If a line in the data below contains "nodes", copy it.

Saved data entries:
- Opening Delimiter -

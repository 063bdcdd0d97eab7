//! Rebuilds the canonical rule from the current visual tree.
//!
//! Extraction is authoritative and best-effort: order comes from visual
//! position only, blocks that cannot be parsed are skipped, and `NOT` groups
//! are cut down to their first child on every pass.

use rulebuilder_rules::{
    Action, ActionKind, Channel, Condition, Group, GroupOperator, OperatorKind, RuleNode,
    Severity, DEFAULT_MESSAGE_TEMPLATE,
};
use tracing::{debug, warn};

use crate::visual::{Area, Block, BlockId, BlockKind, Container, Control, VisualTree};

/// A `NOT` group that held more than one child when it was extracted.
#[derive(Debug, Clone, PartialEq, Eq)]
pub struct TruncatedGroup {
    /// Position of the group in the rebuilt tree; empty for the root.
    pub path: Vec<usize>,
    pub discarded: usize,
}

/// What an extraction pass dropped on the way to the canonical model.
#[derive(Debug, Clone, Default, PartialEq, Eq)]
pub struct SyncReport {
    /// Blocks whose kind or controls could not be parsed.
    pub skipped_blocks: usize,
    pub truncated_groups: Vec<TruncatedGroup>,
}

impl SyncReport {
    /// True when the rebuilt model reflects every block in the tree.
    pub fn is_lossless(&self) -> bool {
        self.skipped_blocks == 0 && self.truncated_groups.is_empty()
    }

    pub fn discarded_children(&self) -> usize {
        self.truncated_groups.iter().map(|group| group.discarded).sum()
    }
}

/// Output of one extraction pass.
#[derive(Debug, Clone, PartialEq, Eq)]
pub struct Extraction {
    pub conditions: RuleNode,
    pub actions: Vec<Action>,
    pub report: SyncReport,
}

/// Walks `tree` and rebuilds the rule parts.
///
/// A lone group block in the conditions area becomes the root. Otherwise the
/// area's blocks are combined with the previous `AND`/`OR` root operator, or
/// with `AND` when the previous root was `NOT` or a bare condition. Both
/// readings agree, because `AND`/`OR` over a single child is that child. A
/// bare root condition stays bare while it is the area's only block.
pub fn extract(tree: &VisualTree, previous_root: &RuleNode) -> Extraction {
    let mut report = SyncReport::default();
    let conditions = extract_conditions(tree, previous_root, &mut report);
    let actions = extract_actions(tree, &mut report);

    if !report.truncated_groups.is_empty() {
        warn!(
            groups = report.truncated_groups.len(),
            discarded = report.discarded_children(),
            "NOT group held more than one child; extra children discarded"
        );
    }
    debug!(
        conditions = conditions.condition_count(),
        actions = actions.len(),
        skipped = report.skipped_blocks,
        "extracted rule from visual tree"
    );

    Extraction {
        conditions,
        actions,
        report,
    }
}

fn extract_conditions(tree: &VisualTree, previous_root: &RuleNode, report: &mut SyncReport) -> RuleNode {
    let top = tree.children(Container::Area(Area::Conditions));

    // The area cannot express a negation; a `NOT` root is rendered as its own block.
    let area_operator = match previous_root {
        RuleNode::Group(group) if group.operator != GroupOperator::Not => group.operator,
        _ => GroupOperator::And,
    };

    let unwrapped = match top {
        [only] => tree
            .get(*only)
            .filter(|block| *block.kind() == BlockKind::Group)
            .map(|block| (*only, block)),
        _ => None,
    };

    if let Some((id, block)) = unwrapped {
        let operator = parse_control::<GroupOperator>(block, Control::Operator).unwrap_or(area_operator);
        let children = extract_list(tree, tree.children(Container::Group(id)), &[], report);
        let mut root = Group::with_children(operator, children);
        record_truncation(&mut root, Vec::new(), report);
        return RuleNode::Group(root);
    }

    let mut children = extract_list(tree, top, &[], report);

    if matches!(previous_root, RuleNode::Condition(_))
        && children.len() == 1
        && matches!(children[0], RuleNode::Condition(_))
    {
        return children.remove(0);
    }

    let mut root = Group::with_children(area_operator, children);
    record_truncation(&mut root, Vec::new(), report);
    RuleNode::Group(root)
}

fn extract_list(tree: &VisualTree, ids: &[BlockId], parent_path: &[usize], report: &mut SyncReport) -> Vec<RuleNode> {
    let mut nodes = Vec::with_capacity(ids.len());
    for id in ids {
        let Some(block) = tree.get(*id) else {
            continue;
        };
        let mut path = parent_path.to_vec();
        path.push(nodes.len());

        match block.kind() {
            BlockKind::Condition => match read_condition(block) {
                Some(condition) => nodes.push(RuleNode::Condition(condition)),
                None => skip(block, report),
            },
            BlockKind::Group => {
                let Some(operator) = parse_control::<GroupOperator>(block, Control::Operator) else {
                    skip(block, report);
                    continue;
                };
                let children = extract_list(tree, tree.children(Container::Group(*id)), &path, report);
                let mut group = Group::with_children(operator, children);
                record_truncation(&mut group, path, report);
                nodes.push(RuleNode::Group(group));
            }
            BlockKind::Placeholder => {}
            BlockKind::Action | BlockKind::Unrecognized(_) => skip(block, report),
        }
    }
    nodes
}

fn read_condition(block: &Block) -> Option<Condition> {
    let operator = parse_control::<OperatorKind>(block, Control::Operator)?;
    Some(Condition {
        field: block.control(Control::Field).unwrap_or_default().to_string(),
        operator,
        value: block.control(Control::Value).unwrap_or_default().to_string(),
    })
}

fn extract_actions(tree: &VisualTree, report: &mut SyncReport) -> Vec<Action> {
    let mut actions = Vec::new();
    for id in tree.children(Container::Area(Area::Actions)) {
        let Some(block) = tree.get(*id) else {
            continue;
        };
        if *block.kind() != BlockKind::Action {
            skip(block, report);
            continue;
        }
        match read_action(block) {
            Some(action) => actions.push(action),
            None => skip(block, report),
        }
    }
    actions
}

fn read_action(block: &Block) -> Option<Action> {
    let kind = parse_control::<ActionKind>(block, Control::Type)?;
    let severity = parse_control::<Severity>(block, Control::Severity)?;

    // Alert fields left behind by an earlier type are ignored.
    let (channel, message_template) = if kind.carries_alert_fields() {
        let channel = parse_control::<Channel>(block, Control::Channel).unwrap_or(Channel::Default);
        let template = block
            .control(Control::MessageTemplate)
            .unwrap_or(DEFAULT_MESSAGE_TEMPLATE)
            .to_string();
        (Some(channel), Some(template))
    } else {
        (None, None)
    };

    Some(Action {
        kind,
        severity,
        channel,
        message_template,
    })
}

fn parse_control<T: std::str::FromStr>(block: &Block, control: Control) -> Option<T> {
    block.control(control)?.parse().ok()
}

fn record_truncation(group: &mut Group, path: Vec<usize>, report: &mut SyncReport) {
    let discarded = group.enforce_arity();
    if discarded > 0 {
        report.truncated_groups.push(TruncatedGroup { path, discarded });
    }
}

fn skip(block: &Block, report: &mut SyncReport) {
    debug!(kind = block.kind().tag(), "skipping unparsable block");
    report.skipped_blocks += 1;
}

- Closing Delimiter -
- Opening Delimiter -

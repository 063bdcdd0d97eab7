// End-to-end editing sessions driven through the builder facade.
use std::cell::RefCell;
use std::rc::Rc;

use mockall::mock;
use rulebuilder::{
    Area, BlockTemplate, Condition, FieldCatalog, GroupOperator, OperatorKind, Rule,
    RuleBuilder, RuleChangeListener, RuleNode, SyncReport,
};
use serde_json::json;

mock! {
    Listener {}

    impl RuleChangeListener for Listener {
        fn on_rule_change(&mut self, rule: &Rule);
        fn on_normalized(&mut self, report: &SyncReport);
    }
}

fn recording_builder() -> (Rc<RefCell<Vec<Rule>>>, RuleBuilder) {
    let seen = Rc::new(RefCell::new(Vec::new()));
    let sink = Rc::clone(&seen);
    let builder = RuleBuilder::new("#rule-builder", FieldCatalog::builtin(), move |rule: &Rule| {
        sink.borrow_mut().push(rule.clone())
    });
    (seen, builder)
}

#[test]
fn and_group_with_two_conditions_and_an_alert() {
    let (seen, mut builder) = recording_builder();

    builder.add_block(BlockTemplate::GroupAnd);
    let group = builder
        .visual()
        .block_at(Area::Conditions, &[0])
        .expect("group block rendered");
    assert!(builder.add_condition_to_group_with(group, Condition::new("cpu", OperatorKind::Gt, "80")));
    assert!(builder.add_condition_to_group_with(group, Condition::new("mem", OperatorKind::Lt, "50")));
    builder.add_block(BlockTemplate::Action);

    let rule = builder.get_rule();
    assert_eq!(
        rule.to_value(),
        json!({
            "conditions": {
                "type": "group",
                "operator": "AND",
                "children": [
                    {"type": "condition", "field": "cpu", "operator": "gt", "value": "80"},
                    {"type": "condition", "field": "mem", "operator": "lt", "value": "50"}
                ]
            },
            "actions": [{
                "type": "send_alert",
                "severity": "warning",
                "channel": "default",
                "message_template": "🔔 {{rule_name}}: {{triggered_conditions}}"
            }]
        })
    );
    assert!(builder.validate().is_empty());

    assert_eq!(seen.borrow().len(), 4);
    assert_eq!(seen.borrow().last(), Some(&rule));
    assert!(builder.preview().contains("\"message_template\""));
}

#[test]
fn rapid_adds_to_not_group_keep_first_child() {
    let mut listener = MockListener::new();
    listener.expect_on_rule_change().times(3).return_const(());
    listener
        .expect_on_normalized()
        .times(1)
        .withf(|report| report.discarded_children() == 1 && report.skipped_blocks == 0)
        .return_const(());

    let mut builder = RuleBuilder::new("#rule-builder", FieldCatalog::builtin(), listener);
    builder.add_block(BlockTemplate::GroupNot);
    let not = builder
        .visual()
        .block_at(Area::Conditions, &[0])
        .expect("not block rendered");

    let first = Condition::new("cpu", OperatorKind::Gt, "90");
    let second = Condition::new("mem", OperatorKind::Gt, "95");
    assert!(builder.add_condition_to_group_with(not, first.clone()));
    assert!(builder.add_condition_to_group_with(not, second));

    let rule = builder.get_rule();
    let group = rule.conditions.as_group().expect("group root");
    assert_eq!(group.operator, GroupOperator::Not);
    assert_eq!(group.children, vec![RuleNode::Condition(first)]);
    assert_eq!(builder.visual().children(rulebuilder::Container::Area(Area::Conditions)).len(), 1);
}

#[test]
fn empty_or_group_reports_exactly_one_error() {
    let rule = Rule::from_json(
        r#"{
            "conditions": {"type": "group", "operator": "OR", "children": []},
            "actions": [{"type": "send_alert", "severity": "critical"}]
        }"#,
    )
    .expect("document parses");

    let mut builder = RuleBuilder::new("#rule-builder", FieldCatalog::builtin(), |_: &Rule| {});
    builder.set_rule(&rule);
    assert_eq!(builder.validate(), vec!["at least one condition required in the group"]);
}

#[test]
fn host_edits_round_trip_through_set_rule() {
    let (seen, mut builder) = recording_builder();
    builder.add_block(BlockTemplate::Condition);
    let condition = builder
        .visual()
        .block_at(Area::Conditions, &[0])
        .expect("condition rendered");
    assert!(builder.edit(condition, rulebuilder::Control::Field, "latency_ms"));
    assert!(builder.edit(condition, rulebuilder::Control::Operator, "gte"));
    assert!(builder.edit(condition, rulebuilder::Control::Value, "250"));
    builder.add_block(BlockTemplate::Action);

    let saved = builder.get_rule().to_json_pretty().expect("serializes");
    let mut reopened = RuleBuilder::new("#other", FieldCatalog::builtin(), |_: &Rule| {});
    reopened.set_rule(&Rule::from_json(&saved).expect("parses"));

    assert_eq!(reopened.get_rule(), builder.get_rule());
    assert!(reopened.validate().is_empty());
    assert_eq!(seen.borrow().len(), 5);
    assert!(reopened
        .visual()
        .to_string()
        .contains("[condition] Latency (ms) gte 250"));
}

- Closing Delimiter -

Solution to the exercise:
    let mut nodes = Vec::with_capacity(ids.len());
        path.push(nodes.len());
                Some(condition) => nodes.push(RuleNode::Condition(condition)),
                nodes.push(RuleNode::Group(group));
    nodes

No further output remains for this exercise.